╔══

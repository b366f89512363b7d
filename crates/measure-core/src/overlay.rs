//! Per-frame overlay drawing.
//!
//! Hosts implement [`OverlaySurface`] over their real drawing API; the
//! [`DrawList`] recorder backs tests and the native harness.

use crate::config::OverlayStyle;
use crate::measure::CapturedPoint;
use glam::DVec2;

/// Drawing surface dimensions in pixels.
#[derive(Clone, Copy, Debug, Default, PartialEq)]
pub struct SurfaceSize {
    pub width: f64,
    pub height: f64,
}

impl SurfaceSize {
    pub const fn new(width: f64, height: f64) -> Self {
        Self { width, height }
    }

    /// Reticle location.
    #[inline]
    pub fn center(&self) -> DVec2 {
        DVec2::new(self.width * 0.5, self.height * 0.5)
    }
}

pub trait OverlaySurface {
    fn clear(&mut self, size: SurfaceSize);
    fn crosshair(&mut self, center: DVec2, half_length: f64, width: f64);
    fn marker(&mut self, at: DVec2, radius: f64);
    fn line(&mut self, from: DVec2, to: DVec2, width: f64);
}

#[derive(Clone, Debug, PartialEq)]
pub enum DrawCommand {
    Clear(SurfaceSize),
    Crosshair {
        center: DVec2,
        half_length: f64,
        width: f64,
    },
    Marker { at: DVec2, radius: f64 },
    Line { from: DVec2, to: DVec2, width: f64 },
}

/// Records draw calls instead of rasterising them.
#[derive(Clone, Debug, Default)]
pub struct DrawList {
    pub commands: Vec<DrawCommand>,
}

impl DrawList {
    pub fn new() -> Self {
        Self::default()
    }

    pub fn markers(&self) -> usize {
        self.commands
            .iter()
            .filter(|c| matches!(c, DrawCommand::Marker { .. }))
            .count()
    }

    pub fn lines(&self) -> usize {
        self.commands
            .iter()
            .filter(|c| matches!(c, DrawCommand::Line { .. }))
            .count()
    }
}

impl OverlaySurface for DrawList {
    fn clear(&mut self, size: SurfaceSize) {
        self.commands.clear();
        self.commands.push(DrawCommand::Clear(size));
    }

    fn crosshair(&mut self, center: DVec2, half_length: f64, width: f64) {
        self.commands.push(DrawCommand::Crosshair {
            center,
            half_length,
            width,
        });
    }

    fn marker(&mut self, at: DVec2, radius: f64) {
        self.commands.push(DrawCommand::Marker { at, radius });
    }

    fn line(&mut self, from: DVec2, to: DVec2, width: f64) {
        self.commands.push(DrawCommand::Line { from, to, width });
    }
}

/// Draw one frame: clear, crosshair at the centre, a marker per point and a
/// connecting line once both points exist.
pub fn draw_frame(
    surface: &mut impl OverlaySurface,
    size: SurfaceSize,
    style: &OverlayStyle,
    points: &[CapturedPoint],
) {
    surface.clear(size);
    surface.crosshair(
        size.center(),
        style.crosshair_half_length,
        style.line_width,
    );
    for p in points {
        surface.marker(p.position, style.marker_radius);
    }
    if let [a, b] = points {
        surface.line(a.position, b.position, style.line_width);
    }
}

╚══

→ TASK ITEM: Nothing in the entries may change. Retype them all.

→ EXERCISE ANSWER:
repository b366f89512363b7d
filename crates/measure-core/src/overlay.rs
//! Per-frame overlay drawing.
//!
//! Hosts implement [`OverlaySurface`] over their real drawing API; the
//! [`DrawList`] recorder backs tests and the native harness.

use crate::config::OverlayStyle;
use crate::measure::CapturedPoint;
use glam::DVec2;

/// Drawing surface dimensions in pixels.
#[derive(Clone, Copy, Debug, Default, PartialEq)]
pub struct SurfaceSize {
    pub width: f64,
    pub height: f64,
}

impl SurfaceSize {
    pub const fn new(width: f64, height: f64) -> Self {
        Self { width, height }
    }

    /// Reticle location.
    #[inline]
    pub fn center(&self) -> DVec2 {
        DVec2::new(self.width * 0.5, self.height * 0.5)
    }
}

pub trait OverlaySurface {
    fn clear(&mut self, size: SurfaceSize);
    fn crosshair(&mut self, center: DVec2, half_length: f64, width: f64);
    fn marker(&mut self, at: DVec2, radius: f64);
    fn line(&mut self, from: DVec2, to: DVec2, width: f64);
}

#[derive(Clone, Debug, PartialEq)]
pub enum DrawCommand {
    Clear(SurfaceSize),
    Crosshair {
        center: DVec2,
        half_length: f64,
        width: f64,
    },
    Marker { at: DVec2, radius: f64 },
    Line { from: DVec2, to: DVec2, width: f64 },
}

/// Records draw calls instead of rasterising them.
#[derive(Clone, Debug, Default)]
pub struct DrawList {
    pub commands: Vec<DrawCommand>,
}

impl DrawList {
    pub fn new() -> Self {
        Self::default()
    }

    pub fn markers(&self) -> usize {
        self.commands
            .iter()
            .filter(|c| matches!(c, DrawCommand::Marker { .. }))
            .count()
    }

    pub fn lines(&self) -> usize {
        self.commands
            .iter()
            .filter(|c| matches!(c, DrawCommand::Line { .. }))
            .count()
    }
}

impl OverlaySurface for DrawList {
    fn clear(&mut self, size: SurfaceSize) {
        self.commands.clear();
        self.commands.push(DrawCommand::Clear(size));
    }

    fn crosshair(&mut self, center: DVec2, half_length: f64, width: f64) {
        self.commands.push(DrawCommand::Crosshair {
            center,
            half_length,
            width,
        });
    }

    fn marker(&mut self, at: DVec2, radius: f64) {
        self.commands.push(DrawCommand::Marker { at, radius });
    }

    fn line(&mut self, from: DVec2, to: DVec2, width: f64) {
        self.commands.push(DrawCommand::Line { from, to, width });
    }
}

/// Draw one frame: clear, crosshair at the centre, a marker per point and a
/// connecting line once both points exist.
pub fn draw_frame(
    surface: &mut impl OverlaySurface,
    size: SurfaceSize,
    style: &OverlayStyle,
    points: &[CapturedPoint],
) {
    surface.clear(size);
    surface.crosshair(
        size.center(),
        style.crosshair_half_length,
        style.line_width,
    );
    for p in points {
        surface.marker(p.position, style.marker_radius);
    }
    if let [a, b] = points {
        surface.line(a.position, b.position, style.line_width);
    }
}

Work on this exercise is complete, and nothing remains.